A life that is dependent upon the Father and seeks to love others the ways that Jesus did. I’ll close with this. David Dixon has a quote that I think says it best. He says, And both our failures and our attempts to live up or run from the Lord Jesus is praying for those things.

And we’d go on to die for them so we no longer needed to fear if we would live up or not. Because his aligning to the Father’s will isn’t just for his own personal reminder. But it’s a way to teach us again and again what to pray in our times of grief and our failure and our success.

Probably pray for the world. What’s going on around us all the time, the things we tend to ignore. The neighbors that are right next door to you, especially with storms and damage and things that have happened in the last couple of days.

It’s crazy. My wife and I were literally talking to somebody who had their entire front yard flooded in water by feet. You could swim in it up to your front door, destroyed it.

Destroyed it. It makes us understand that we have to pray not just for ourselves but for others. It changes the way that we understand that when we say our kingdom go, it means that we believe that Jesus’ kingdom is better. And it’s better for everyone else around us.

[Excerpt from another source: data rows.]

//! Registered proxy targets.
//!
//! `ApiConfig` is the canonical stored record. `ApiConfigInput` is the
//! partial shape accepted by create and update; every member is optional so
//! the same type serves both a full create body and a shallow patch.

use std::collections::BTreeMap;
use std::fmt;
use std::str::FromStr;

use chrono::{DateTime, Utc};
use serde::{Deserialize, Deserializer, Serialize, Serializer};
use serde_json::Value;

use crate::store::compat;

/// Outbound HTTP method for a proxy target.
#[derive(Debug, Clone, Copy, PartialEq, Eq, Default)]
pub enum HttpMethod {
    #[default]
    Get,
    Post,
    Put,
    Delete,
}

impl HttpMethod {
    pub fn as_str(&self) -> &'static str {
        match self {
            HttpMethod::Get => "GET",
            HttpMethod::Post => "POST",
            HttpMethod::Put => "PUT",
            HttpMethod::Delete => "DELETE",
        }
    }
}

impl fmt::Display for HttpMethod {
    fn fmt(&self, f: &mut fmt::Formatter<'_>) -> fmt::Result {
        f.write_str(self.as_str())
    }
}

impl FromStr for HttpMethod {
    type Err = String;

    fn from_str(s: &str) -> Result<Self, Self::Err> {
        match s.trim().to_ascii_uppercase().as_str() {
            "GET" => Ok(HttpMethod::Get),
            "POST" => Ok(HttpMethod::Post),
            "PUT" => Ok(HttpMethod::Put),
            "DELETE" => Ok(HttpMethod::Delete),
            other => Err(format!("unsupported method '{}'", other)),
        }
    }
}

impl Serialize for HttpMethod {
    fn serialize<S: Serializer>(&self, serializer: S) -> Result<S::Ok, S::Error> {
        serializer.serialize_str(self.as_str())
    }
}

impl<'de> Deserialize<'de> for HttpMethod {
    fn deserialize<D: Deserializer<'de>>(deserializer: D) -> Result<Self, D::Error> {
        let raw = String::deserialize(deserializer)?;
        raw.parse().map_err(serde::de::Error::custom)
    }
}

impl From<HttpMethod> for reqwest::Method {
    fn from(method: HttpMethod) -> Self {
        match method {
            HttpMethod::Get => reqwest::Method::GET,
            HttpMethod::Post => reqwest::Method::POST,
            HttpMethod::Put => reqwest::Method::PUT,
            HttpMethod::Delete => reqwest::Method::DELETE,
        }
    }
}

/// How a custom field obtains its value.
#[derive(Debug, Clone, Copy, PartialEq, Eq, Serialize, Deserialize)]
#[serde(rename_all = "lowercase")]
pub enum CustomFieldKind {
    /// Computed at request time from a named generator.
    Auto,
    /// Copied verbatim from `value`.
    Fixed,
}

/// A value injected into proxy responses that did not come from upstream.
#[derive(Debug, Clone, PartialEq, Serialize, Deserialize)]
pub struct CustomField {
    pub name: String,

    #[serde(rename = "type")]
    pub kind: CustomFieldKind,

    /// Generator name for `auto` (`current_time`, `uuid`), literal for `fixed`.
    #[serde(default)]
    pub value: Value,

    #[serde(default, skip_serializing_if = "String::is_empty")]
    pub description: String,
}

impl CustomField {
    pub fn fixed(name: impl Into<String>, value: impl Into<Value>) -> Self {
        Self {
            name: name.into(),
            kind: CustomFieldKind::Fixed,
            value: value.into(),
            description: String::new(),
        }
    }

    pub fn auto(name: impl Into<String>, generator: impl Into<String>) -> Self {
        Self {
            name: name.into(),
            kind: CustomFieldKind::Auto,
            value: Value::String(generator.into()),
            description: String::new(),
        }
    }
}

/// A registered external-API proxy target.
///
/// Stored records are read through the same shape as admin input, so they
/// get the same defaults and legacy handling.
#[derive(Debug, Clone, PartialEq, Serialize, Deserialize)]
#[serde(rename_all = "camelCase", try_from = "RawConfigInput")]
pub struct ApiConfig {
    pub id: String,
    pub name: String,
    pub description: String,

    /// Plain URL or a template containing `{{query.<name>}}` placeholders.
    pub external_url: String,

    pub method: HttpMethod,
    pub enabled: bool,

    /// Checked against the merged inbound parameters, in declaration order.
    pub required_fields: Vec<String>,

    pub optional_fields: Vec<String>,

    /// Inbound parameter name -> upstream parameter name.
    pub field_mapping: BTreeMap<String, String>,

    /// Caller-facing name -> upstream response field name.
    pub response_mapping: BTreeMap<String, String>,

    /// Allow-list applied to the upstream response; empty keeps everything.
    pub visible_fields: Vec<String>,

    /// Fields the upstream response itself must contain.
    pub response_required_fields: Vec<String>,

    pub custom_fields: Vec<CustomField>,

    #[serde(skip_serializing_if = "Option::is_none")]
    pub created_at: Option<DateTime<Utc>>,

    #[serde(skip_serializing_if = "Option::is_none")]
    pub updated_at: Option<DateTime<Utc>>,
}

impl TryFrom<RawConfigInput> for ApiConfig {
    type Error = String;

    fn try_from(mut raw: RawConfigInput) -> Result<Self, Self::Error> {
        let id = raw.id.take().ok_or_else(|| "missing field `id`".to_string())?;
        let created_at = raw.created_at.take();
        let updated_at = raw.updated_at.take();

        let mut config = ApiConfig::from_input(id, raw.into(), Utc::now());
        config.created_at = created_at;
        config.updated_at = updated_at;
        Ok(config)
    }
}

/// Partial config accepted by create (all members) and update (shallow patch).
///
/// `id` is honoured on create only; `createdAt`/`updatedAt` are never taken
/// from callers. A `requiredFields` given as a comma-joined string is the
/// older record shape, where it named fields of the upstream response; it is
/// read into `response_required_fields`.
#[derive(Debug, Clone, Default, PartialEq, Deserialize)]
#[serde(from = "RawConfigInput")]
pub struct ApiConfigInput {
    pub id: Option<String>,
    pub name: Option<String>,
    pub description: Option<String>,
    pub external_url: Option<String>,
    pub method: Option<HttpMethod>,
    pub enabled: Option<bool>,
    pub required_fields: Option<Vec<String>>,
    pub optional_fields: Option<Vec<String>>,
    pub field_mapping: Option<BTreeMap<String, String>>,
    pub response_mapping: Option<BTreeMap<String, String>>,
    pub visible_fields: Option<Vec<String>>,
    pub response_required_fields: Option<Vec<String>>,
    pub custom_fields: Option<Vec<CustomField>>,
}

#[derive(Deserialize)]
#[serde(rename_all = "camelCase")]
struct RawConfigInput {
    #[serde(default)]
    id: Option<String>,

    #[serde(default)]
    name: Option<String>,

    #[serde(default)]
    description: Option<String>,

    #[serde(default, alias = "externalApiUrl")]
    external_url: Option<String>,

    #[serde(default)]
    method: Option<HttpMethod>,

    #[serde(default, alias = "isEnabled")]
    enabled: Option<bool>,

    #[serde(default)]
    required_fields: Option<compat::FieldList>,

    #[serde(default, deserialize_with = "compat::opt_field_list")]
    optional_fields: Option<Vec<String>>,

    #[serde(default)]
    field_mapping: Option<BTreeMap<String, String>>,

    #[serde(default)]
    response_mapping: Option<BTreeMap<String, String>>,

    #[serde(default, deserialize_with = "compat::opt_field_list")]
    visible_fields: Option<Vec<String>>,

    #[serde(default, deserialize_with = "compat::opt_field_list")]
    response_required_fields: Option<Vec<String>>,

    #[serde(default, deserialize_with = "compat::opt_custom_fields")]
    custom_fields: Option<Vec<CustomField>>,

    /// Honoured only when reading stored records.
    #[serde(default)]
    created_at: Option<DateTime<Utc>>,

    #[serde(default)]
    updated_at: Option<DateTime<Utc>>,
}

impl From<RawConfigInput> for ApiConfigInput {
    fn from(raw: RawConfigInput) -> Self {
        let mut required_fields = None;
        let mut response_required_fields = raw.response_required_fields;

        match raw.required_fields {
            Some(compat::FieldList::List(fields)) => {
                required_fields = Some(compat::normalize(fields));
            }
            Some(compat::FieldList::Joined(joined)) => {
                let response = response_required_fields.get_or_insert_with(Vec::new);
                for field in compat::split_joined(&joined) {
                    if !response.contains(&field) {
                        response.push(field);
                    }
                }
            }
            None => {}
        }

        Self {
            id: raw.id,
            name: raw.name,
            description: raw.description,
            external_url: raw.external_url,
            method: raw.method,
            enabled: raw.enabled,
            required_fields,
            optional_fields: raw.optional_fields,
            field_mapping: raw.field_mapping,
            response_mapping: raw.response_mapping,
            visible_fields: raw.visible_fields,
            response_required_fields,
            custom_fields: raw.custom_fields,
        }
    }
}

impl ApiConfig {
    /// Build a new record from caller input, applying defaults.
    pub fn from_input(id: String, input: ApiConfigInput, now: DateTime<Utc>) -> Self {
        Self {
            id,
            name: input.name.unwrap_or_default(),
            description: input.description.unwrap_or_default(),
            external_url: input.external_url.unwrap_or_default(),
            method: input.method.unwrap_or_default(),
            enabled: input.enabled != Some(false),
            required_fields: input.required_fields.unwrap_or_default(),
            optional_fields: input.optional_fields.unwrap_or_default(),
            field_mapping: input.field_mapping.unwrap_or_default(),
            response_mapping: input.response_mapping.unwrap_or_default(),
            visible_fields: input.visible_fields.unwrap_or_default(),
            response_required_fields: input.response_required_fields.unwrap_or_default(),
            custom_fields: input.custom_fields.unwrap_or_default(),
            created_at: Some(now),
            updated_at: Some(now),
        }
    }

    /// Shallow-merge a patch. `id` and `created_at` are never touched.
    pub fn apply(&mut self, patch: ApiConfigInput, now: DateTime<Utc>) {
        if let Some(v) = patch.name {
            self.name = v;
        }
        if let Some(v) = patch.description {
            self.description = v;
        }
        if let Some(v) = patch.external_url {
            self.external_url = v;
        }
        if let Some(v) = patch.method {
            self.method = v;
        }
        if let Some(v) = patch.enabled {
            self.enabled = v;
        }
        if let Some(v) = patch.required_fields {
            self.required_fields = v;
        }
        if let Some(v) = patch.optional_fields {
            self.optional_fields = v;
        }
        if let Some(v) = patch.field_mapping {
            self.field_mapping = v;
        }
        if let Some(v) = patch.response_mapping {
            self.response_mapping = v;
        }
        if let Some(v) = patch.visible_fields {
            self.visible_fields = v;
        }
        if let Some(v) = patch.response_required_fields {
            self.response_required_fields = v;
        }
        if let Some(v) = patch.custom_fields {
            self.custom_fields = v;
        }
        self.updated_at = Some(now);
    }

    /// Semantic checks run before a record is accepted into the store.
    pub fn validate(&self) -> Result<(), String> {
        if self.id.trim().is_empty() {
            return Err("id must not be empty".into());
        }
        if self.id.contains('/') {
            return Err(format!("id '{}' must not contain '/'", self.id));
        }
        if self.external_url.trim().is_empty() {
            return Err("externalUrl is required".into());
        }
        let candidate = crate::gateway::outbound::PLACEHOLDER.replace_all(&self.external_url, "x");
        match url::Url::parse(&candidate) {
            Ok(u) if u.scheme() == "http" || u.scheme() == "https" => {}
            Ok(u) => {
                return Err(format!(
                    "externalUrl scheme '{}' is not supported",
                    u.scheme()
                ))
            }
            Err(e) => return Err(format!("externalUrl is not a valid URL: {}", e)),
        }
        for field in &self.custom_fields {
            if field.name.trim().is_empty() {
                return Err("custom field name must not be empty".into());
            }
        }
        Ok(())
    }
}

Do you see Jesus as your realignment, a better response in times of hardship and joy, and he’s your mediator in all of those things? That’s the invitation. Let’s pray. Lord, thank you for the Sabbath and time to go to rest and reflect on the ways that you have blessed us, loved us, reminded us over and over again of how desperately we need you. Lord, we take today to be reminded of those things, to have the energy that we need to be able to go into the week to know how to love our neighbor well, to love our friends well, to love our families well, to be self-sacrificial, to love each other in ways that your ministry was carried out, would help us to rest in that today. Pray this things your name. Amen.